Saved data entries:
____
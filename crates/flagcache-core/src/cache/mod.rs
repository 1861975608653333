//! In-memory flag cache.
//!
//! `FlagCache` holds the last known-good flag set plus the outcome of the
//! most recent refresh. It lives only as long as the owning `FlagService`;
//! nothing is written to disk.

pub mod store;

pub use store::FlagCache;
//! REST client module for the feature flag authority.
//!
//! This module provides the `FlagFetcher` trait that the refresh service
//! depends on, and `FlagClient`, its reqwest implementation. Requests carry
//! a bearer token supplied by the host application's auth layer.

pub mod client;
pub mod error;
pub mod fetcher;

pub use client::FlagClient;
pub use error::FlagError;
pub use fetcher::FlagFetcher;
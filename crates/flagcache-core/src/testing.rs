//! In-memory `FlagFetcher` for service and monitor tests.

use std::collections::{HashMap, VecDeque};
use std::sync::atomic::{AtomicBool, AtomicUsize, Ordering};
use std::sync::Arc;

use async_trait::async_trait;
use parking_lot::Mutex;
use tokio::sync::Semaphore;

use crate::api::{FlagError, FlagFetcher};
use crate::models::FeatureFlag;

/// Replays queued `fetch_all` results (an empty list once the queue runs dry)
/// and counts calls. After `hold()`, every `fetch_all` waits for a `release`;
/// after `panic_next()`, the next one panics.
pub(crate) struct ScriptedFetcher {
    responses: Mutex<VecDeque<Result<Vec<FeatureFlag>, FlagError>>>,
    named: Mutex<HashMap<String, bool>>,
    per_user: Mutex<HashMap<(String, String), Result<bool, FlagError>>>,
    fetch_all_calls: AtomicUsize,
    held: AtomicBool,
    panic_next: AtomicBool,
    gate: Semaphore,
}

impl ScriptedFetcher {
    pub(crate) fn new() -> Arc<Self> {
        Arc::new(Self {
            responses: Mutex::new(VecDeque::new()),
            named: Mutex::new(HashMap::new()),
            per_user: Mutex::new(HashMap::new()),
            fetch_all_calls: AtomicUsize::new(0),
            held: AtomicBool::new(false),
            panic_next: AtomicBool::new(false),
            gate: Semaphore::new(0),
        })
    }

    pub(crate) fn push_ok(&self, flags: Vec<FeatureFlag>) {
        self.responses.lock().push_back(Ok(flags));
    }

    pub(crate) fn push_err(&self, err: FlagError) {
        self.responses.lock().push_back(Err(err));
    }

    pub(crate) fn set_named(&self, pairs: &[(&str, bool)]) {
        let mut named = self.named.lock();
        for (name, enabled) in pairs {
            named.insert(name.to_string(), *enabled);
        }
    }

    pub(crate) fn set_user_result(&self, name: &str, user_id: &str, result: Result<bool, FlagError>) {
        self.per_user
            .lock()
            .insert((name.to_string(), user_id.to_string()), result);
    }

    pub(crate) fn hold(&self) {
        self.held.store(true, Ordering::SeqCst);
    }

    /// The next `fetch_all` panics instead of returning.
    pub(crate) fn panic_next(&self) {
        self.panic_next.store(true, Ordering::SeqCst);
    }

    pub(crate) fn release(&self, fetches: usize) {
        self.gate.add_permits(fetches);
    }

    pub(crate) fn fetch_all_calls(&self) -> usize {
        self.fetch_all_calls.load(Ordering::SeqCst)
    }
}

#[async_trait]
impl FlagFetcher for ScriptedFetcher {
    async fn fetch_all(&self) -> Result<Vec<FeatureFlag>, FlagError> {
        self.fetch_all_calls.fetch_add(1, Ordering::SeqCst);
        if self.panic_next.swap(false, Ordering::SeqCst) {
            panic!("scripted fetch_all panic");
        }
        if self.held.load(Ordering::SeqCst) {
            self.gate
                .acquire()
                .await
                .map_err(|e| FlagError::Network(e.to_string()))?
                .forget();
        }
        self.responses.lock().pop_front().unwrap_or_else(|| Ok(Vec::new()))
    }

    async fn fetch_named(&self, names: &[String]) -> Result<HashMap<String, bool>, FlagError> {
        let named = self.named.lock();
        Ok(names
            .iter()
            .filter_map(|name| named.get(name).map(|enabled| (name.clone(), *enabled)))
            .collect())
    }

    async fn fetch_one(&self, name: &str) -> Result<bool, FlagError> {
        self.named
            .lock()
            .get(name)
            .copied()
            .ok_or_else(|| FlagError::UnknownFlag(name.to_string()))
    }

    async fn fetch_for_user(&self, name: &str, user_id: &str) -> Result<bool, FlagError> {
        self.per_user
            .lock()
            .get(&(name.to_string(), user_id.to_string()))
            .cloned()
            .unwrap_or_else(|| Err(FlagError::UnknownFlag(name.to_string())))
    }
}
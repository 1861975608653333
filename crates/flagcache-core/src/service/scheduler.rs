use std::future::Future;
use std::ops::ControlFlow;
use std::time::Duration;

use tokio::task::JoinHandle;
use tokio::time::{interval_at, Instant, MissedTickBehavior};
use tracing::debug;

/// Shortest period accepted; `tokio::time::interval` rejects zero.
const MIN_PERIOD: Duration = Duration::from_millis(1);

/// A periodic background task with a stop handle.
///
/// The first tick fires one full period after spawning. Ticks missed while a
/// previous tick was still running are skipped, not queued. The task is
/// aborted when the handle is stopped or dropped, or when `tick` returns
/// `ControlFlow::Break`.
pub struct ScheduledTask {
    name: &'static str,
    period: Duration,
    handle: JoinHandle<()>,
}

impl ScheduledTask {
    /// Must be called from within a tokio runtime.
    pub fn spawn<F, Fut>(name: &'static str, period: Duration, mut tick: F) -> Self
    where
        F: FnMut() -> Fut + Send + 'static,
        Fut: Future<Output = ControlFlow<()>> + Send + 'static,
    {
        let period = period.max(MIN_PERIOD);
        debug!(task = name, period_ms = period.as_millis() as u64, "Arming scheduled task");

        let handle = tokio::spawn(async move {
            let mut ticker = interval_at(Instant::now() + period, period);
            ticker.set_missed_tick_behavior(MissedTickBehavior::Skip);
            loop {
                ticker.tick().await;
                if tick().await.is_break() {
                    debug!(task = name, "Scheduled task finished");
                    break;
                }
            }
        });

        Self {
            name,
            period,
            handle,
        }
    }

    pub fn period(&self) -> Duration {
        self.period
    }

    pub fn is_running(&self) -> bool {
        !self.handle.is_finished()
    }

    pub fn stop(&self) {
        if !self.handle.is_finished() {
            debug!(task = self.name, "Cancelling scheduled task");
            self.handle.abort();
        }
    }
}

impl Drop for ScheduledTask {
    fn drop(&mut self) {
        self.stop();
    }
}

#[cfg(test)]
mod tests {
    use super::*;
    use std::sync::atomic::{AtomicUsize, Ordering};
    use std::sync::Arc;

    fn counting_task(period: Duration) -> (ScheduledTask, Arc<AtomicUsize>) {
        let count = Arc::new(AtomicUsize::new(0));
        let counter = Arc::clone(&count);
        let task = ScheduledTask::spawn("test", period, move || {
            let counter = Arc::clone(&counter);
            async move {
                counter.fetch_add(1, Ordering::SeqCst);
                ControlFlow::Continue(())
            }
        });
        (task, count)
    }

    #[tokio::test(start_paused = true)]
    async fn test_first_tick_after_one_period() {
        let (task, count) = counting_task(Duration::from_secs(10));

        tokio::time::sleep(Duration::from_secs(9)).await;
        assert_eq!(count.load(Ordering::SeqCst), 0);

        tokio::time::sleep(Duration::from_secs(2)).await;
        assert_eq!(count.load(Ordering::SeqCst), 1);

        tokio::time::sleep(Duration::from_secs(20)).await;
        assert_eq!(count.load(Ordering::SeqCst), 3);
        assert!(task.is_running());
    }

    #[tokio::test(start_paused = true)]
    async fn test_stop_cancels_future_ticks() {
        let (task, count) = counting_task(Duration::from_secs(1));

        tokio::time::sleep(Duration::from_millis(1500)).await;
        assert_eq!(count.load(Ordering::SeqCst), 1);

        task.stop();
        tokio::time::sleep(Duration::from_secs(10)).await;
        assert_eq!(count.load(Ordering::SeqCst), 1);
    }

    #[tokio::test(start_paused = true)]
    async fn test_drop_cancels() {
        let (task, count) = counting_task(Duration::from_secs(1));
        drop(task);

        tokio::time::sleep(Duration::from_secs(5)).await;
        assert_eq!(count.load(Ordering::SeqCst), 0);
    }

    #[tokio::test(start_paused = true)]
    async fn test_break_ends_task() {
        let task = ScheduledTask::spawn("once", Duration::from_secs(1), || async {
            ControlFlow::Break(())
        });

        tokio::time::sleep(Duration::from_secs(2)).await;
        tokio::task::yield_now().await;
        assert!(!task.is_running());
    }
}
____
Only the number is wanted: how many lines in the data include the string "lock"?

8